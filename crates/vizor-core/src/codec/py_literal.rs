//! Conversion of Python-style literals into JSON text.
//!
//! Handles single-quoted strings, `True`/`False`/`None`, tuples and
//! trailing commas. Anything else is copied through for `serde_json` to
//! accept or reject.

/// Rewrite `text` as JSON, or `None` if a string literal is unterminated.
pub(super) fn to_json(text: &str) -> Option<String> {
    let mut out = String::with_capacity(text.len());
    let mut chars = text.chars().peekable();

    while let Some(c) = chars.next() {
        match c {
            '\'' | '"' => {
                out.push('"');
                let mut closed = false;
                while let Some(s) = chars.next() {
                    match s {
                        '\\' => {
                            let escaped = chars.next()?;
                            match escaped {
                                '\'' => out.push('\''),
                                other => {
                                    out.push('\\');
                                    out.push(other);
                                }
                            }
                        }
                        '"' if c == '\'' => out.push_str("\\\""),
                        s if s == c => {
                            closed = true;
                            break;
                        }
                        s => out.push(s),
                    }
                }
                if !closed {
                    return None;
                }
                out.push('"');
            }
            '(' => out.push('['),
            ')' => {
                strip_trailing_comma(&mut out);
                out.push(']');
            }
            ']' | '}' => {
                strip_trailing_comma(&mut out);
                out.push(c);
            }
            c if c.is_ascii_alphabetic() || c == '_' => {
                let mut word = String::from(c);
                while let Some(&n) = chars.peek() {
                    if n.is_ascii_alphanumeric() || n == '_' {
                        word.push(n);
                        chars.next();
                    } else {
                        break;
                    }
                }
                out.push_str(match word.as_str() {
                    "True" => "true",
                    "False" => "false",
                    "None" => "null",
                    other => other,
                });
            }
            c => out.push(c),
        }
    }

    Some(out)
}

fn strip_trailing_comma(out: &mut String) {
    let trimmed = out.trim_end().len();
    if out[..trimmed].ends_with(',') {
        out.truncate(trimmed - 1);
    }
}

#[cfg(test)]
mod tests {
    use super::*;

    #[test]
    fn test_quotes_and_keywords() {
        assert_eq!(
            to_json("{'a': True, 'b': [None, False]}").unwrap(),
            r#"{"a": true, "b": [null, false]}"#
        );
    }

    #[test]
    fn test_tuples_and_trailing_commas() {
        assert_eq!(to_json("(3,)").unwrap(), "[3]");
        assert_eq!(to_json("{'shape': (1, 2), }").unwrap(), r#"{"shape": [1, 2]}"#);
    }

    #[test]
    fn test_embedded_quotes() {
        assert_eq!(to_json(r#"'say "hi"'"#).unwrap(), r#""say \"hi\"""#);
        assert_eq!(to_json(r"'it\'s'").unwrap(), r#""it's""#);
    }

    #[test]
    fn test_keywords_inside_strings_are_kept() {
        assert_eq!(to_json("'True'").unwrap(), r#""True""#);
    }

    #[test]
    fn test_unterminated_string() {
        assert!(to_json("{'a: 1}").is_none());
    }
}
◇ ◇ ◇ ◇
WHAT YOU HAVE TO DO:
Could you copy every line from the records that mentions the word "unwrap"?

FINAL ANSWER:
            to_json("{'a': True, 'b': [None, False]}").unwrap(),
        assert_eq!(to_json("(3,)").unwrap(), "[3]");
        assert_eq!(to_json("{'shape': (1, 2), }").unwrap(), r#"{"shape": [1, 2]}"#);
        assert_eq!(to_json(r#"'say "hi"'"#).unwrap(), r#""say \"hi\"""#);
        assert_eq!(to_json(r"'it\'s'").unwrap(), r#""it's""#);
        assert_eq!(to_json("'True'").unwrap(), r#""True""#);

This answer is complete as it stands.